<<<<
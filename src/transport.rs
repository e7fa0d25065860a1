//! Byte transports.
//!
//! A link only needs four operations from the byte stream underneath it. [`Transport`]
//! provides them for blocking [`embedded_io`] readers and writers, [`AsyncTransport`] for
//! [`embedded_io_async`] ones. Both are implemented for every type implementing `Read` and
//! `Write` of the respective crate, so serial drivers, sockets (through
//! [`embedded_io_adapters`](https://docs.rs/embedded-io-adapters)) and test doubles plug in
//! directly.

use embedded_io::ErrorType;

/// Blocking byte transport.
pub trait Transport: ErrorType {
    /// Reads a single byte, blocking until one is available.
    ///
    /// Returns [`None`] at end of stream.
    fn read_byte(&mut self) -> Result<Option<u8>, Self::Error>;

    /// Writes a single byte.
    fn write_byte(&mut self, byte: u8) -> Result<(), Self::Error>;

    /// Writes all of `bytes`.
    fn write_bytes(&mut self, bytes: &[u8]) -> Result<(), Self::Error>;

    /// Flushes buffered bytes to the wire.
    fn flush(&mut self) -> Result<(), Self::Error>;
}

impl<T> Transport for T
where
    T: embedded_io::Read + embedded_io::Write,
{
    fn read_byte(&mut self) -> Result<Option<u8>, Self::Error> {
        let mut byte = [0; 1];

        match embedded_io::Read::read(self, &mut byte)? {
            0 => Ok(None),
            _ => Ok(Some(byte[0])),
        }
    }

    fn write_byte(&mut self, byte: u8) -> Result<(), Self::Error> {
        embedded_io::Write::write_all(self, &[byte])
    }

    fn write_bytes(&mut self, bytes: &[u8]) -> Result<(), Self::Error> {
        embedded_io::Write::write_all(self, bytes)
    }

    fn flush(&mut self) -> Result<(), Self::Error> {
        embedded_io::Write::flush(self)
    }
}

/// Async byte transport. See [`Transport`].
#[allow(async_fn_in_trait)]
pub trait AsyncTransport: ErrorType {
    /// Reads a single byte, waiting until one is available.
    ///
    /// Returns [`None`] at end of stream.
    async fn read_byte(&mut self) -> Result<Option<u8>, Self::Error>;

    /// Writes a single byte.
    async fn write_byte(&mut self, byte: u8) -> Result<(), Self::Error>;

    /// Writes all of `bytes`.
    async fn write_bytes(&mut self, bytes: &[u8]) -> Result<(), Self::Error>;

    /// Flushes buffered bytes to the wire.
    async fn flush(&mut self) -> Result<(), Self::Error>;
}

impl<T> AsyncTransport for T
where
    T: embedded_io_async::Read + embedded_io_async::Write,
{
    async fn read_byte(&mut self) -> Result<Option<u8>, Self::Error> {
        let mut byte = [0; 1];

        match embedded_io_async::Read::read(self, &mut byte).await? {
            0 => Ok(None),
            _ => Ok(Some(byte[0])),
        }
    }

    async fn write_byte(&mut self, byte: u8) -> Result<(), Self::Error> {
        embedded_io_async::Write::write_all(self, &[byte]).await
    }

    async fn write_bytes(&mut self, bytes: &[u8]) -> Result<(), Self::Error> {
        embedded_io_async::Write::write_all(self, bytes).await
    }

    async fn flush(&mut self) -> Result<(), Self::Error> {
        embedded_io_async::Write::flush(self).await
    }
}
>>>>
TASK ITEM -> Please report every line among the entries that includes "Option".

SOLUTION TO THIS EXERCISE ->
    fn read_byte(&mut self) -> Result<Option<u8>, Self::Error>;
    fn read_byte(&mut self) -> Result<Option<u8>, Self::Error> {
    async fn read_byte(&mut self) -> Result<Option<u8>, Self::Error>;
    async fn read_byte(&mut self) -> Result<Option<u8>, Self::Error> {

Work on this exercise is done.